En Syrie, les meurtres de caveurs de truffes ne sont pas ce qu’ils semblent être
Omar et ses amis partent à l’aube, lorsque l’air est le plus frais. Certains voient l’est de la Syrie comme une contrée pétrolière. Ces hommes cherchent une autre richesse souterraine : les truffes du désert.
« Quand j’en trouve, j’ai l’impression de déterrer un trésor », confie à Middle East Eye le caveur de truffes, s’exprimant depuis la ville de Deir Ezzor, à l’est du pays. « Décrire la saveur de la truffe est vraiment compliqué. C’est si délicieux et elle recèle tant de bienfaits pour la santé. »
Pendant des siècles, la recherche de cet aliment délicat fut un passe-temps agréable – et lucratif. On trouve des truffes, kemmah en arabe, dans les déserts d’Égypte, d’Irak et dans la péninsule arabique. Mais demandez à quiconque autour de Deir Ezzor, il ne fait aucun doute que les meilleures se trouvent uniquement dans le désert syrien de Badia.
Mais dans la Syrie ravagée par la guerre, les truffes ont reçu un nouveau surnom : les fruits du sang.
En l’espace de 70 jours (de février à la mi-avril), quelque 240 caveurs ont été tués dans l’est de la Syrie, selon l’Observatoire syrien des droits de l’homme (OSDH), groupe d’activistes basé au Royaume-Uni.
« C’est un travail particulièrement stimulant malgré tous les risques mortels », assure Omar, qui utilise un pseudonyme pour des questions de sécurité.
Pressions sur les secouristes
Les autorités et les médias imputent la responsabilité de ces décès aux mines et au groupe État islamique (EI), qui compte des cellules dormantes dans la région.
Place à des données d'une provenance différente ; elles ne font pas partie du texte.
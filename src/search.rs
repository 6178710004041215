//! Search helpers built on top of the index structures
//!
//! - Exact search (brute force, optionally parallel)
//! - Batch search (many queries against one index, parallel)
//! - Recall@k for measuring approximate results against ground truth

use std::collections::HashSet;

use rayon::prelude::*;

use crate::error::Result;
use crate::index::{RetrievalIndex, SearchResult};
use crate::similarity::{compute_distance, DistanceMetric};

/// Collections at least this large are scanned in parallel
const PARALLEL_SCAN_THRESHOLD: usize = 4096;

/// Exact search using brute force comparison
///
/// Computes the distance to every vector; positions are slice indices.
/// Results are ascending by distance, ties broken by lower position.
///
/// # Examples
///
/// ```
/// use profile_retrieval::search::exact_search;
/// use profile_retrieval::similarity::DistanceMetric;
///
/// let vectors = vec![vec![0.0, 0.0], vec![1.0, 1.0], vec![5.0, 5.0]];
/// let results = exact_search(&[0.9, 0.9], &vectors, DistanceMetric::SquaredEuclidean, 2);
///
/// assert_eq!(results[0].position, 1);
/// assert_eq!(results[1].position, 0);
/// ```
pub fn exact_search(
    query: &[f32],
    vectors: &[Vec<f32>],
    metric: DistanceMetric,
    k: usize,
) -> Vec<SearchResult> {
    exact_search_parallel(query, vectors, metric, k, vectors.len() >= PARALLEL_SCAN_THRESHOLD)
}

/// Exact search with an explicit parallel switch
pub fn exact_search_parallel(
    query: &[f32],
    vectors: &[Vec<f32>],
    metric: DistanceMetric,
    k: usize,
    parallel: bool,
) -> Vec<SearchResult> {
    if k == 0 || vectors.is_empty() {
        return Vec::new();
    }

    let score = |(position, vector): (usize, &Vec<f32>)| SearchResult {
        position,
        distance: compute_distance(query, vector, metric),
    };

    let mut results: Vec<SearchResult> = if parallel {
        vectors.par_iter().enumerate().map(score).collect()
    } else {
        vectors.iter().enumerate().map(score).collect()
    };

    results.sort_by(|a, b| {
        a.distance
            .total_cmp(&b.distance)
            .then_with(|| a.position.cmp(&b.position))
    });
    results.truncate(k);
    results
}

/// Batch search - run many queries against one index in parallel
///
/// Fails on the first query that fails (empty index, dimension mismatch).
pub fn batch_search<I>(queries: &[Vec<f32>], index: &I, k: usize) -> Result<Vec<Vec<SearchResult>>>
where
    I: RetrievalIndex + Sync,
{
    queries
        .par_iter()
        .map(|query| index.query_top_k(query, k))
        .collect()
}

/// Compute recall@k metric for search quality evaluation
///
/// Fraction of the ground-truth top-k positions that also appear in the
/// approximate top-k.
///
/// # Returns
/// Recall score in [0, 1]
pub fn compute_recall_at_k(
    approx_results: &[SearchResult],
    exact_results: &[SearchResult],
    k: usize,
) -> f64 {
    if k == 0 || exact_results.is_empty() {
        return 0.0;
    }

    let exact_ids: HashSet<usize> = exact_results.iter().take(k).map(|r| r.position).collect();

    let matches = approx_results
        .iter()
        .take(k)
        .filter(|r| exact_ids.contains(&r.position))
        .count();

    matches as f64 / k.min(exact_results.len()) as f64
}
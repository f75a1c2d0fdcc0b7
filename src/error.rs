#[derive(Debug, thiserror::Error)]
pub enum PlannerError {
    #[error("IO error: {0}")]
    Io(#[from] std::io::Error),

    #[error("JSON error: {0}")]
    Json(#[from] serde_json::Error),

    #[error("Not found: {0}")]
    NotFound(String),

    #[error("Invalid operation: {0}")]
    InvalidOperation(String),
}

pub type Result<T> = std::result::Result<T, PlannerError>;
Mais pendant plus de deux mois, des caveurs, des habitants et des proches de victimes ont affirmé à MEE que les milices soutenues par l’Iran étaient elles aussi à blâmer, assassinant les gens qui ramassent les truffes pour des questions d’extorsion et de territoires.
La plus importante des attaques a été menée dans le désert près de la ville syrienne de Homs : 53 membres de la tribu des Bani Khaled ont été abattus en avril pendant qu’ils cherchaient des truffes.
Bien que l’agence de presse officielle Sana ait rapporté que l’attaque était le fait de l’EI, des membres de la tribu accusent les milices iraniennes d’être à l’origine du massacre.
Les secouristes font également l’objet de pressions pour accuser l’EI.
Une infirmière travaillant à l’hôpital de Salamyeh, du côté occidental de la Badia, a parlé à MEE peu après la mort de neuf caveurs de truffes tués par l’explosion d’une mine sous leur véhicule.
« Ils ont simplement amenés les corps », rapporte-t-elle, profitant d’un moment pour parler après avoir vu d’autres victimes encore arriver.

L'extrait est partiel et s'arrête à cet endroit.